Given records
------
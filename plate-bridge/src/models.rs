use indexmap::IndexMap;
use serde::Serialize;
use serde_json::Value;
use time::{format_description::well_known::Rfc3339, Duration, OffsetDateTime};

/// Etat d'un afficheur tel que maintenu par le registre.
/// Les champs sont un sac clé/valeur opaque, fusionné status après status.
#[derive(Debug, Clone)]
pub struct DeviceState {
    pub fields: IndexMap<String, Value>,
    pub last_seen: OffsetDateTime,
    /// Flag cache écrit par le sweep; les vues recalculent toujours en direct.
    pub online: bool,
}

/// Ordre d'insertion préservé pour un listing stable.
pub type DevicesMap = IndexMap<String, DeviceState>;

#[derive(Debug, Serialize)]
pub struct DeviceView {
    pub id: String,
    #[serde(flatten)]
    pub fields: IndexMap<String, Value>,
    pub last_seen: String, // RFC3339 pour l'API
    pub online: bool,
}

pub fn to_view(id: &str, device: &DeviceState, now: OffsetDateTime, threshold: Duration) -> DeviceView {
    // les clés réservées d'un payload ne doivent pas écraser les champs calculés
    let fields = device
        .fields
        .iter()
        .filter(|(k, _)| !matches!(k.as_str(), "id" | "last_seen" | "online"))
        .map(|(k, v)| (k.clone(), v.clone()))
        .collect();
    DeviceView {
        id: id.to_string(),
        fields,
        last_seen: device.last_seen.format(&Rfc3339).unwrap_or_default(),
        online: now - device.last_seen < threshold,
    }
}

/// Seule forme de message poussée aux viewers (serveur -> client uniquement).
#[derive(Debug, Serialize)]
pub struct DeviceUpdate {
    #[serde(rename = "type")]
    pub kind: &'static str,
    pub devices: Vec<DeviceView>,
}

pub fn device_update(devices: Vec<DeviceView>) -> DeviceUpdate {
    DeviceUpdate { kind: "device_update", devices }
}

#[cfg(test)]
mod tests {
    use super::*;
    use time::macros::datetime;

    #[test]
    fn test_view_filters_reserved_keys() {
        let now = datetime!(2025-06-01 12:00:00 UTC);
        let mut fields = IndexMap::new();
        fields.insert("temp".to_string(), Value::from(22));
        fields.insert("online".to_string(), Value::from("spoofed"));
        let device = DeviceState { fields, last_seen: now, online: true };

        let view = to_view("dev1", &device, now, Duration::seconds(15));
        let json = serde_json::to_value(&view).unwrap();
        assert_eq!(json["temp"], 22);
        assert_eq!(json["online"], true); // le flag calculé, pas la valeur du payload
        assert_eq!(json["id"], "dev1");
    }

    #[test]
    fn test_device_update_wire_shape() {
        let update = device_update(Vec::new());
        let json = serde_json::to_value(&update).unwrap();
        assert_eq!(json["type"], "device_update");
        assert!(json["devices"].as_array().unwrap().is_empty());
    }
}
/**
 * API HTTP + CANAL VIEWER - Surface web du pont
 *
 * RÔLE :
 * - POST /api/message et /api/intensity : commandes validées puis publiées
 * - GET /api/devices : snapshot du registre
 * - GET /ws : upgrade WebSocket, push device_update uniquement
 * - GET /health et /system/health : introspection
 *
 * Les réponses d'erreur de commande gardent les chaînes historiques
 * ({"error": "..."}), le frontend matche dessus.
 */

use axum::extract::ws::{Message, WebSocket, WebSocketUpgrade};
use axum::extract::State;
use axum::http::StatusCode;
use axum::response::IntoResponse;
use axum::routing::{get, post};
use axum::{Json, Router};
use serde::Deserialize;
use serde_json::json;
use time::OffsetDateTime;
use tokio::sync::mpsc;

use crate::commands::{CommandError, CommandPublisher};
use crate::health::{BridgeHealth, HealthTracker};
use crate::hub::BroadcastHub;
use crate::models::device_update;
use crate::registry::DeviceRegistry;

#[derive(Clone)]
pub struct AppState {
    pub registry: DeviceRegistry,
    pub hub: BroadcastHub,
    pub publisher: CommandPublisher,
    pub health: HealthTracker,
}

#[derive(Debug, Deserialize)]
struct MessageBody {
    #[serde(rename = "deviceId")]
    device_id: Option<String>,
    message: Option<String>,
}

#[derive(Debug, Deserialize)]
struct IntensityBody {
    #[serde(rename = "deviceId")]
    device_id: Option<String>,
    intensity: Option<serde_json::Value>,
}

pub fn build_router(app_state: AppState) -> Router {
    Router::new()
        .route("/health", get(|| async { "ok" }))
        .route("/system/health", get(get_system_health))
        .route("/api/devices", get(get_devices))
        .route("/api/message", post(post_message))
        .route("/api/intensity", post(post_intensity))
        .route("/ws", get(ws_handler))
        .with_state(app_state)
}

/// Validation -> 400, échec de publish sur un broker injoignable -> 502.
fn command_failure(e: CommandError) -> (StatusCode, Json<serde_json::Value>) {
    let code = match e {
        CommandError::Publish(_) => StatusCode::BAD_GATEWAY,
        _ => StatusCode::BAD_REQUEST,
    };
    (code, Json(json!({ "error": e.to_string() })))
}

// POST /api/message
async fn post_message(
    State(app): State<AppState>,
    Json(body): Json<MessageBody>,
) -> (StatusCode, Json<serde_json::Value>) {
    let message = body.message.unwrap_or_default();
    match app.publisher.send_message(body.device_id.as_deref(), &message).await {
        Ok(topic) => (
            StatusCode::OK,
            Json(json!({ "success": true, "topic": topic, "message": message })),
        ),
        Err(e) => command_failure(e),
    }
}

// POST /api/intensity
async fn post_intensity(
    State(app): State<AppState>,
    Json(body): Json<IntensityBody>,
) -> (StatusCode, Json<serde_json::Value>) {
    let value = body.intensity.unwrap_or(serde_json::Value::Null);
    match app.publisher.set_intensity(body.device_id.as_deref(), &value).await {
        Ok((topic, intensity)) => (
            StatusCode::OK,
            Json(json!({ "success": true, "topic": topic, "intensity": intensity })),
        ),
        Err(e) => command_failure(e),
    }
}

// GET /api/devices (snapshot à la demande, même forme que le push WebSocket)
async fn get_devices(State(app): State<AppState>) -> Json<serde_json::Value> {
    let devices = app.registry.list(OffsetDateTime::now_utc());
    Json(json!({ "devices": devices }))
}

// GET /system/health
async fn get_system_health(State(app): State<AppState>) -> Json<BridgeHealth> {
    Json(app.health.get_health(app.registry.device_count(), app.hub.session_count()))
}

// GET /ws (canal viewer, serveur -> client uniquement)
async fn ws_handler(ws: WebSocketUpgrade, State(app): State<AppState>) -> impl IntoResponse {
    ws.on_upgrade(move |socket| handle_viewer_socket(socket, app))
}

async fn handle_viewer_socket(mut socket: WebSocket, app: AppState) {
    let (tx, mut rx) = mpsc::unbounded_channel::<Message>();
    let snapshot = device_update(app.registry.list(OffsetDateTime::now_utc()));
    let session_id = app.hub.on_connect(tx, &snapshot);

    loop {
        tokio::select! {
            outbound = rx.recv() => match outbound {
                Some(msg) => {
                    if socket.send(msg).await.is_err() {
                        break;
                    }
                }
                None => break,
            },
            inbound = socket.recv() => match inbound {
                // aucun message client n'est défini : on draine et on ignore
                Some(Ok(_)) => {}
                _ => break,
            },
        }
    }

    app.hub.on_disconnect(&session_id);
}

#[cfg(test)]
mod tests {
    use super::*;

    #[test]
    fn test_bodies_accept_original_shapes() {
        let body: MessageBody = serde_json::from_str(r#"{"deviceId":"dev1","message":"hi"}"#).unwrap();
        assert_eq!(body.device_id.as_deref(), Some("dev1"));
        assert_eq!(body.message.as_deref(), Some("hi"));

        // deviceId omis (client historique) et intensité en chaîne
        let body: IntensityBody = serde_json::from_str(r#"{"intensity":"7"}"#).unwrap();
        assert!(body.device_id.is_none());
        assert_eq!(body.intensity, Some(json!("7")));
    }

    #[test]
    fn test_command_failure_mapping() {
        let (code, Json(body)) = command_failure(CommandError::InvalidIntensity);
        assert_eq!(code, StatusCode::BAD_REQUEST);
        assert_eq!(body["error"], "Intensity must be 0-15");
    }
}
/**
 * REGISTRE DEVICES - Source de vérité de l'état des afficheurs
 *
 * RÔLE : Store en mémoire deviceId -> état, alimenté par le listener MQTT.
 * Un device existe dès son premier status; aucune suppression explicite.
 *
 * CONCURRENCE : Handlers HTTP, listener MQTT et sweep tournent sur des
 * workers parallèles, donc toutes les opérations passent par le mutex.
 * Les locks sont courts et jamais tenus à travers un await.
 */

use crate::models::{to_view, DeviceState, DeviceView, DevicesMap};
use crate::state::{new_state, Shared};
use indexmap::IndexMap;
use serde_json::Value;
use time::{Duration, OffsetDateTime};

#[derive(Clone)]
pub struct DeviceRegistry {
    devices: Shared<DevicesMap>,
    offline_threshold: Duration,
}

impl DeviceRegistry {
    pub fn new(offline_threshold: Duration) -> Self {
        Self { devices: new_state(IndexMap::new()), offline_threshold }
    }

    /// Fusionne un status partiel : création au premier message, puis overlay
    /// champ par champ (dernière écriture gagne, les clés absentes du status
    /// gardent leur dernière valeur). Aucune validation du contenu.
    pub fn merge(&self, id: &str, partial: IndexMap<String, Value>, now: OffsetDateTime) {
        let mut devices = self.devices.lock();
        let device = devices.entry(id.to_string()).or_insert_with(|| DeviceState {
            fields: IndexMap::new(),
            last_seen: now,
            online: true,
        });
        for (key, value) in partial {
            device.fields.insert(key, value);
        }
        device.last_seen = now;
        device.online = true;
    }

    /// Recalcule le flag online de chaque device contre le seuil du registre.
    /// Retourne true si au moins un flag a basculé depuis le dernier sweep.
    pub fn sweep_offline(&self, now: OffsetDateTime) -> bool {
        let mut devices = self.devices.lock();
        let mut changed = false;
        for device in devices.values_mut() {
            let online = now - device.last_seen < self.offline_threshold;
            if online != device.online {
                device.online = online;
                changed = true;
            }
        }
        changed
    }

    /// Snapshot ordonné; online recalculé à l'instant de l'appel,
    /// indépendamment du flag caché par sweep_offline.
    pub fn list(&self, now: OffsetDateTime) -> Vec<DeviceView> {
        self.devices
            .lock()
            .iter()
            .map(|(id, device)| to_view(id, device, now, self.offline_threshold))
            .collect()
    }

    pub fn device_count(&self) -> usize {
        self.devices.lock().len()
    }
}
------
What to do
All lines above from the one holding "seuil du registre." to the one holding "device.online = online;", inclusive, are to be copied exactly; no other line is wanted.

Reply
    /// Recalcule le flag online de chaque device contre le seuil du registre.
    /// Retourne true si au moins un flag a basculé depuis le dernier sweep.
    pub fn sweep_offline(&self, now: OffsetDateTime) -> bool {
        let mut devices = self.devices.lock();
        let mut changed = false;
        for device in devices.values_mut() {
            let online = now - device.last_seen < self.offline_threshold;
            if online != device.online {
                device.online = online;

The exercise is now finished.